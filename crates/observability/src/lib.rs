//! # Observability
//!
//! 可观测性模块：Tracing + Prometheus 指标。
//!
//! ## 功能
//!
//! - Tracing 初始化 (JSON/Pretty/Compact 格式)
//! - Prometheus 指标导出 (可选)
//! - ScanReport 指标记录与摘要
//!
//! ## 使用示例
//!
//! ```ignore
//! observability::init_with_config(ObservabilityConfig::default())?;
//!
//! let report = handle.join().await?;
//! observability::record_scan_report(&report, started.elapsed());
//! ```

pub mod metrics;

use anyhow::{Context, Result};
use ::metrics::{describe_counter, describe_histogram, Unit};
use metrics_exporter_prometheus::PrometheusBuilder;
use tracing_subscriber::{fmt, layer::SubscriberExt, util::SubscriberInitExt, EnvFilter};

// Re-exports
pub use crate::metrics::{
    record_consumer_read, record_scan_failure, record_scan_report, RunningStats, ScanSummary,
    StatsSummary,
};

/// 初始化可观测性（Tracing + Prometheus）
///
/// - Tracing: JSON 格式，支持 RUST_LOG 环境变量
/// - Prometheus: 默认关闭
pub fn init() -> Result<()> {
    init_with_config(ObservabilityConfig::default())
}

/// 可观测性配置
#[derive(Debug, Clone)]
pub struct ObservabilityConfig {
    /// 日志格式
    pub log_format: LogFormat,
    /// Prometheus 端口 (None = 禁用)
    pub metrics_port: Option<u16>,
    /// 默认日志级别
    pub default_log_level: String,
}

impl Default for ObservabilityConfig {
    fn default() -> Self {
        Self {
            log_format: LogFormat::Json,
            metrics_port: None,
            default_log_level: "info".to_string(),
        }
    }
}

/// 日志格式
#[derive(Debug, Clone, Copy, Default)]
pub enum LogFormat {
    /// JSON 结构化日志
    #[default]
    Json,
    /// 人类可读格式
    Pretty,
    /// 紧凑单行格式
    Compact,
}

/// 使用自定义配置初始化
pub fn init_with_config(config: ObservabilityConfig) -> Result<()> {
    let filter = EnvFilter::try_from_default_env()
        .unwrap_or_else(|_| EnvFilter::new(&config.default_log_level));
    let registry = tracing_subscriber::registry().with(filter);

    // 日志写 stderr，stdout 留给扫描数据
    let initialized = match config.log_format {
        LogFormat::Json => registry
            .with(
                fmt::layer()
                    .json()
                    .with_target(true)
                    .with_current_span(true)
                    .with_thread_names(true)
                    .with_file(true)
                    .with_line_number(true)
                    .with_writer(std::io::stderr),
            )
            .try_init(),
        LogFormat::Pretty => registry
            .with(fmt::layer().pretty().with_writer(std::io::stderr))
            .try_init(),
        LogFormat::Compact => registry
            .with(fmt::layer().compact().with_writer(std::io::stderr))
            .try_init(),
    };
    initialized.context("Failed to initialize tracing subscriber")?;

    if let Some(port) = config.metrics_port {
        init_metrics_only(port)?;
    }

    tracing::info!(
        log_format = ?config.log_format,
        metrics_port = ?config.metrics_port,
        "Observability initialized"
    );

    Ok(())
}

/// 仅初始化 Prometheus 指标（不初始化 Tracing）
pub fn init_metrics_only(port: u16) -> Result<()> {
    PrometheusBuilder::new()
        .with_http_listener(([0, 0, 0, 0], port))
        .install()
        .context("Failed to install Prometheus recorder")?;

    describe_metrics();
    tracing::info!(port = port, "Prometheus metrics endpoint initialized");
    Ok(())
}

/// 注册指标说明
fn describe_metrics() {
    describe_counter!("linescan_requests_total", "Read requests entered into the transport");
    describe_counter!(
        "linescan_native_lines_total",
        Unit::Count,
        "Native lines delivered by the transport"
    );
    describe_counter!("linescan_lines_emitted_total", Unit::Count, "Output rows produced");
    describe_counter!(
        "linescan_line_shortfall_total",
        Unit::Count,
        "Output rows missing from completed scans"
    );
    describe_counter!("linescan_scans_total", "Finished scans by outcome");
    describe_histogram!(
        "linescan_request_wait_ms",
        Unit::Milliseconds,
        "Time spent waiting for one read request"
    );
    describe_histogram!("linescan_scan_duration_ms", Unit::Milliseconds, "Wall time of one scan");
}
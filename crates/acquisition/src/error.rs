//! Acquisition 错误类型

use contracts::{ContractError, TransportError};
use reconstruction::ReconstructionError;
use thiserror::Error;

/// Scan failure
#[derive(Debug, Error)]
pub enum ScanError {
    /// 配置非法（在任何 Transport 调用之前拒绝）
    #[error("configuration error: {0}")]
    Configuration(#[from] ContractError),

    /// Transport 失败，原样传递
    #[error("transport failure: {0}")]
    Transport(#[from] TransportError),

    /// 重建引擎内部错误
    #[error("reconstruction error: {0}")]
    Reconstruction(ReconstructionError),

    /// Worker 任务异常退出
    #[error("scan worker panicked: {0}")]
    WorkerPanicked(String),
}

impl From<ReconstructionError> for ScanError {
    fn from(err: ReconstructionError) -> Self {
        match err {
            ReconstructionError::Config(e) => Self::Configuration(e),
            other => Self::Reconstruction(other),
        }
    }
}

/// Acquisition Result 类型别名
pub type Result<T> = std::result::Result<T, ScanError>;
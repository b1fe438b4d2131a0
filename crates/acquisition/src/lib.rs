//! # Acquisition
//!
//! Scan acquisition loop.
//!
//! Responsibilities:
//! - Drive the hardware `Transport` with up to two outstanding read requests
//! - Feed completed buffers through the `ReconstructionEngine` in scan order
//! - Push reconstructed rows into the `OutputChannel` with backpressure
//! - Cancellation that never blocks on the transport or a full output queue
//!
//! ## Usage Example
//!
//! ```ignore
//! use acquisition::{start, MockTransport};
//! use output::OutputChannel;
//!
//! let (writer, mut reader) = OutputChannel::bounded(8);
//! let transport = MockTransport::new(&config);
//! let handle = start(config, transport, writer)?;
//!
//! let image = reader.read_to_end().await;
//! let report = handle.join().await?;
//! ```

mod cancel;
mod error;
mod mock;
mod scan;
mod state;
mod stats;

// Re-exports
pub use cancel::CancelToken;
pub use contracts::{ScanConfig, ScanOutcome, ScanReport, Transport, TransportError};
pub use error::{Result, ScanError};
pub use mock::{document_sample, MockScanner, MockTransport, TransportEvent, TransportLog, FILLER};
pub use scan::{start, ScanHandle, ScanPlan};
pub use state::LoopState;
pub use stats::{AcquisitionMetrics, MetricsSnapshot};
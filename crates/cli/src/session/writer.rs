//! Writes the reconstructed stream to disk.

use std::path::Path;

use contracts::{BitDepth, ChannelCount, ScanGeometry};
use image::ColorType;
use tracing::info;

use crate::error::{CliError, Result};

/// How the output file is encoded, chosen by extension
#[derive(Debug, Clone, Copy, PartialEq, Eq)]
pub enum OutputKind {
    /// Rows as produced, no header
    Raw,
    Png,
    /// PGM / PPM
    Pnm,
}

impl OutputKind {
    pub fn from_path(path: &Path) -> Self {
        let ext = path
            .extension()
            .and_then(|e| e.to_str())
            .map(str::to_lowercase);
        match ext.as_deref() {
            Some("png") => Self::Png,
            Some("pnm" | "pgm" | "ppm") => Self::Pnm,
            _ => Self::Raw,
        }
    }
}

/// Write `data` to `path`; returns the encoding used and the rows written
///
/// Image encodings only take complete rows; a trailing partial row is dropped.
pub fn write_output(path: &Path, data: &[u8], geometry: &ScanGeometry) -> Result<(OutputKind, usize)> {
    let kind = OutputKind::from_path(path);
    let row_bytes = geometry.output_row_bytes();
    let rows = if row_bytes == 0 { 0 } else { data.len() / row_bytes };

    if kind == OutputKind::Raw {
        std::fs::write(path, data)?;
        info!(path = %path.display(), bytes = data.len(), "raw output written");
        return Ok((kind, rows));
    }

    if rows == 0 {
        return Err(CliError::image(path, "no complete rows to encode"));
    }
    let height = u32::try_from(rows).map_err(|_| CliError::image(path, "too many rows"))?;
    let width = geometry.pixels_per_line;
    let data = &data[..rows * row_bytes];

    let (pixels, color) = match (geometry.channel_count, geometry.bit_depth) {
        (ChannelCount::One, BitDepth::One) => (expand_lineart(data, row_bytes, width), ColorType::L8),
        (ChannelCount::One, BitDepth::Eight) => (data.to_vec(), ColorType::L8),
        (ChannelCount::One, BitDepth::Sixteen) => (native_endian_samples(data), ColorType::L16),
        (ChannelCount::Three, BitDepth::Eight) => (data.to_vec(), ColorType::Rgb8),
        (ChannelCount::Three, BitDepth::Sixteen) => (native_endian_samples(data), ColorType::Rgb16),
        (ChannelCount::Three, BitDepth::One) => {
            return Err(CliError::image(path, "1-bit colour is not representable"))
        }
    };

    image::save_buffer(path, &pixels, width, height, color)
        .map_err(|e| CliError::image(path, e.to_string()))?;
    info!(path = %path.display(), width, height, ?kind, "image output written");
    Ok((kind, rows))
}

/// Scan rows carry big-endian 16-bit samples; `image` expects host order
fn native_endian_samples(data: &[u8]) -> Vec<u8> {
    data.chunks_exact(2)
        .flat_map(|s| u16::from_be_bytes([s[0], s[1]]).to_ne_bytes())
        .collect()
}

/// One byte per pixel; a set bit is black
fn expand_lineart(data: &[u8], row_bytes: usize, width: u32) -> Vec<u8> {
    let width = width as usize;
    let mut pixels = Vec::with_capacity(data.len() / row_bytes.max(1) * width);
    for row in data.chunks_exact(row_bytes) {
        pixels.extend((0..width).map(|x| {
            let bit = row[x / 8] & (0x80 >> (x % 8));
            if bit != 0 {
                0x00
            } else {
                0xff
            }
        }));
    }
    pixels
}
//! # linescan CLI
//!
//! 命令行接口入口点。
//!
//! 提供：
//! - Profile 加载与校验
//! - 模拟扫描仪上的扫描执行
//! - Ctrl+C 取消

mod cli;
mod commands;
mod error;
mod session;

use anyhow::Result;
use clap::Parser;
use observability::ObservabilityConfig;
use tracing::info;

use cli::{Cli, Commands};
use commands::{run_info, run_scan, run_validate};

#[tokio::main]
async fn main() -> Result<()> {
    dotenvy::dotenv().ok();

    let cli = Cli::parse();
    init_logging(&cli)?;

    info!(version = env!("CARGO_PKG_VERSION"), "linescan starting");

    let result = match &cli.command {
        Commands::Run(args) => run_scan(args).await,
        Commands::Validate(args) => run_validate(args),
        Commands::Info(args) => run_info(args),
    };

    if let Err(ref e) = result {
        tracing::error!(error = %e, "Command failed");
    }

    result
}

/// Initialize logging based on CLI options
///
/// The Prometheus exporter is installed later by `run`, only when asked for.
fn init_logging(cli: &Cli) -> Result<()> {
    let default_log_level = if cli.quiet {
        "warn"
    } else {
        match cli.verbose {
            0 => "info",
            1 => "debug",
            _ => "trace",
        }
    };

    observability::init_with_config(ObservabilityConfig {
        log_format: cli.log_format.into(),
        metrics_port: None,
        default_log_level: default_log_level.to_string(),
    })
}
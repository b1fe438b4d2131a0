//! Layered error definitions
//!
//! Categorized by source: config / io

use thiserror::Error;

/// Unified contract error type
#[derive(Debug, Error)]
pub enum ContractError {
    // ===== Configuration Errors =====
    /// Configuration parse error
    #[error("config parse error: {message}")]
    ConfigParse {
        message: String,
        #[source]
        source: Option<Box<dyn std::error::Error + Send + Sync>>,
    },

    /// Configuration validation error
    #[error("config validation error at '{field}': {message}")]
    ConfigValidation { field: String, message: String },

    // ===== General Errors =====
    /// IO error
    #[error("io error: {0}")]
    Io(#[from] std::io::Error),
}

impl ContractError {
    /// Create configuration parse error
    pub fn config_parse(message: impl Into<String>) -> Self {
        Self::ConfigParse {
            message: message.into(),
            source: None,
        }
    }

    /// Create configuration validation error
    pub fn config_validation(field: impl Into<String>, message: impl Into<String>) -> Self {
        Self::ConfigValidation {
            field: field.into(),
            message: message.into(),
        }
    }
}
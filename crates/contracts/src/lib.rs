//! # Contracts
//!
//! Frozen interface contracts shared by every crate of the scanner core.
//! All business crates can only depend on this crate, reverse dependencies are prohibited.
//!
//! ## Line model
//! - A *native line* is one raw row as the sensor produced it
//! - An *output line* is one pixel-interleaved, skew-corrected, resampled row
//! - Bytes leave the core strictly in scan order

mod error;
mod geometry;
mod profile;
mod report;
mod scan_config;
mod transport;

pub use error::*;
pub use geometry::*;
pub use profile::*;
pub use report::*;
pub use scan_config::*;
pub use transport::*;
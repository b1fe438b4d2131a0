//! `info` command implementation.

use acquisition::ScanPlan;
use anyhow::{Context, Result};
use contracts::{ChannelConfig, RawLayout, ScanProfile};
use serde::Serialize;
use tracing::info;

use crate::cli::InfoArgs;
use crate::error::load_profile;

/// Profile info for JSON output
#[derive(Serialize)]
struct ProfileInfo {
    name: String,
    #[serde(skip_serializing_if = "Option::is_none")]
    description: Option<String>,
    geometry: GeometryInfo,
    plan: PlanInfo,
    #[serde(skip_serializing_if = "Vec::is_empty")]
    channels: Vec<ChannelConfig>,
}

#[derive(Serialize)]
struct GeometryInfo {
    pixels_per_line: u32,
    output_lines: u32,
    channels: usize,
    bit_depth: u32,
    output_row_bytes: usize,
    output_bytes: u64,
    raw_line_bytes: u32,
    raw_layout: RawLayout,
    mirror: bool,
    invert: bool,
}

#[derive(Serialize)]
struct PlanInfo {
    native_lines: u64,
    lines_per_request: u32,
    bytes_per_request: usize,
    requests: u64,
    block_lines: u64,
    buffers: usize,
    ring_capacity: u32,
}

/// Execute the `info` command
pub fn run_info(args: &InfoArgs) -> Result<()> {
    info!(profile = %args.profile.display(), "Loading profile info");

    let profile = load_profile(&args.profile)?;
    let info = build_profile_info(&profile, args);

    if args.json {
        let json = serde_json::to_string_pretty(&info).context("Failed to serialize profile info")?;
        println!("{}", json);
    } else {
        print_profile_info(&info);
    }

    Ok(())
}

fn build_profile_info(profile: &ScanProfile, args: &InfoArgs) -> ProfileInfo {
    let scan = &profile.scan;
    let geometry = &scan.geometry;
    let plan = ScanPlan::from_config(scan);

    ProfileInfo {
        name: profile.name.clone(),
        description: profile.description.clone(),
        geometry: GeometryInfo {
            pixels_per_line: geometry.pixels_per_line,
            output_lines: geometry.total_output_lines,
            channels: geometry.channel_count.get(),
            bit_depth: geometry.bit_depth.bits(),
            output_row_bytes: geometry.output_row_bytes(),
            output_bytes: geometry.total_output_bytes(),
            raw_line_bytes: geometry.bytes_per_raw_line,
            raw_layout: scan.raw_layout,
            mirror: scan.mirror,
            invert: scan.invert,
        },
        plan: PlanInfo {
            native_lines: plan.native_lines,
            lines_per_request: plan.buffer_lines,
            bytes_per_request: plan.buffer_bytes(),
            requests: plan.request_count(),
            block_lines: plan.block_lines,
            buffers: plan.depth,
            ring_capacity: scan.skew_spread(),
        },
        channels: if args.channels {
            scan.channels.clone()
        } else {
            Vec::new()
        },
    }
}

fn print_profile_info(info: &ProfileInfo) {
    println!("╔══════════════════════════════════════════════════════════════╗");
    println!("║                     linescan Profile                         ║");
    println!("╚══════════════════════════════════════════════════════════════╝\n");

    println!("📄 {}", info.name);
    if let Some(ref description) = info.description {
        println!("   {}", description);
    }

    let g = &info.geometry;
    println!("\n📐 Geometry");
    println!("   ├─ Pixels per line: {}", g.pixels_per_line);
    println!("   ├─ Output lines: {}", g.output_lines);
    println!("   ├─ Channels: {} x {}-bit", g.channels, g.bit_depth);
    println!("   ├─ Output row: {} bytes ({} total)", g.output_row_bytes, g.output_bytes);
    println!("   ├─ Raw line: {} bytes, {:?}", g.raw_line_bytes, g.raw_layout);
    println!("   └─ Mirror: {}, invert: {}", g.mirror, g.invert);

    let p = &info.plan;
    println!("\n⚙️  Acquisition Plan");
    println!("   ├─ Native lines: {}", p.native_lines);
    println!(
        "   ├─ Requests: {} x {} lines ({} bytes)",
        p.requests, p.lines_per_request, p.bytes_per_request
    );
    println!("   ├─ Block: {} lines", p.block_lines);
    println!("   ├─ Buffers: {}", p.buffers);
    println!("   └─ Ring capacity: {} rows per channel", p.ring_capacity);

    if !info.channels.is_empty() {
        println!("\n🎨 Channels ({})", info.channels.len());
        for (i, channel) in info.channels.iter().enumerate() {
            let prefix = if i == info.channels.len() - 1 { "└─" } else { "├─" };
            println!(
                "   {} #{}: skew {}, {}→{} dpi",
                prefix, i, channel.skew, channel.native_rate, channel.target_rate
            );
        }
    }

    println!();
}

----------

Among the lines of the material, find those that hold the word "Some" and copy them.

    if let Some(port) = config.metrics_port {
            Some("png") => Self::Png,
            Some("pnm" | "pgm" | "ppm") => Self::Pnm,
    if let Some(ref description) = info.description {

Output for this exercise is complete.